For an \(I\times I\) table, then there are \(I\) total counts along the main diagonal and \(I(I-1)\) total counts off the main diagonal, giving \(I+(I(I-1)/2\) unique parameters to be estimated to fit the symmetry model.

The challenge in actually fitting this model, however, is that the symmetry restrictions are not simply removing certain terms (setting them equal to 0). Rather, the restriction is that certain counts---the off-diagonal ones---are required to be equal. So, we use a regression approach with some carefully defined indicator variables. Specifically, for each observation in the sample, we take \(I_{ij}=1\) if the observation falls in row \(i\) and column \(j\) OR if the observation falls in row \(j\) and column \(i\), for all \(i\le j\le I\); otherwise \(I_{ij}=0\).

The idea is that the symmetry model views the \(n_{ij}\) count and the \(n_{ji}\) count as coming from a common population, and so only a single parameter is attributed to its mean. For the Siskel and Ebert example, this reduces to

\(\log\mu_{ij}=\beta_1I_{11}+\beta_2I_{22}+\beta_3I_{33}+ \beta_4I_{12}+\beta_5I_{13}+\beta_6I_{23} \)

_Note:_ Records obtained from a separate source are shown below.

use std::process::ExitCode;

use clap::Parser;
use stem_ranking_cli::{render_error, run_cli, Cli};

fn main() -> ExitCode {
    let cli = Cli::parse();
    match run_cli(cli) {
        Ok(()) => ExitCode::SUCCESS,
        Err(err) => {
            let (rendered, code) = render_error(&err);
            eprintln!("{rendered}");
            ExitCode::from(code)
        }
    }
}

Thus, the \(i^{th}\) main diagonal mean is \(\mu_{ii}=e^{\beta_i}\), and the \((i,j)^{th}\) off-diagonal mean is \(\mu_{ij}=\mu_{ji}=e^{\beta}\), where \(\beta\) is the coefficient for \(I_{ij}\) (for \(i<j\)).

Let's see how we can do this in SAS and R.

Take a look at the SAS code in MovieCritics.sas. The data used previously is updated with the indicators we'll use for the symmetry model. These replace not only the original variables S and E but also the intercept, giving a total of \(I+I(I-1)/2=6\) parameters in this case (with \(I=3\)).

data critic;
set critic;

/* indicator variables for each diagonal cell*/
I11=0; if siskel='con' AND ebert='con' THEN I11=1;
I22=0; if siskel='mixed' AND ebert='mixed' THEN I22=1;
I33=0; if siskel='pro' AND ebert='pro' THEN I33=1;

/* indicator variables for each off-diagonal cell*/
I12=0; if siskel='con' AND ebert='mixed' THEN I12=1;
 if siskel='mixed' AND ebert='con' THEN I12=1;
I13=0; if siskel='con' AND ebert='pro' THEN I13=1;
 if siskel='pro' AND ebert='con' THEN I13=1;
I23=0; if siskel='mixed' AND ebert='pro' THEN I23=1;
 if siskel='pro' AND ebert='mixed' THEN I23=1;
; run;

/* symmetry */
proc genmod data=critic order=data;
model count=I11 I22 I33 I12 I13 I23 / 
 link=log dist=poisson noint predicted;
title "Symmetry Model";
run;

From the output, note that the deviance statistic \(G^2=0.5928\) is comparing the symmetry model to the saturated model, which has 3 degrees of freedom corresponding to the difference in the models' numbers of parameters: 9 versus 6. The p-value is fairly large, indicating that the symmetry model is a reasonable fit for this data.

 
Criteria For Assessing Goodness Of Fit
Criterion DF Value Value/DF
Deviance 3 0.5928 0.1976
Scaled Deviance 3 0.5928 0.1976
Pearson Chi-Square 3 0.5913 0.1971
Scaled Pearson X2 3 0.5913 0.1971
Log Likelihood   351.2829  
Full Log Likelihood   -20.3921  
AIC (smaller is better)   52.7842  
AICC (smaller is better)   94.7842  
BIC (smaller is better)   53.9676  

The estimates of the model parameters are given in the table below. We can exponentiate these to get the mean estimates for the \(9\times 9\) table. For example, the estimate for \(\mu_{13}\) is \(e^{2.4423}=11.5\), which also can be calculated intuitively from the table counts directly:

\(\hat{\mu}_{13}=\dfrac{n_{13}+n_{31}}{2}=\dfrac{13+10}{2}\)

 
Analysis Of Maximum Likelihood Parameter Estimates
Parameter DF Estimate Standard
Error
Wald 95% Confidence Limits Wald Chi-Square Pr > ChiSq
Intercept 0 0.0000 0.0000 0.0000 0.0000 . .
I11 1 3.1781 0.2041 2.7780 3.5781 242.40 <.0001
I22 1 2.5649 0.2774 2.0214 3.1085 85.53 <.0001
I33 1 4.1589 0.1250 3.9139 4.4039 1106.96 <.0001
I12 1 2.0794 0.2500 1.5895 2.5694 69.19 <.0001
I13 1 2.4423 0.2085 2.0337 2.8510 137.20 <.0001
I23 1 2.3026 0.2236 1.8643 2.7408 106.04 <.0001
Scale 0 1.0000 0.0000 1.0000 1.0000    

Note:The scale parameter was held fixed.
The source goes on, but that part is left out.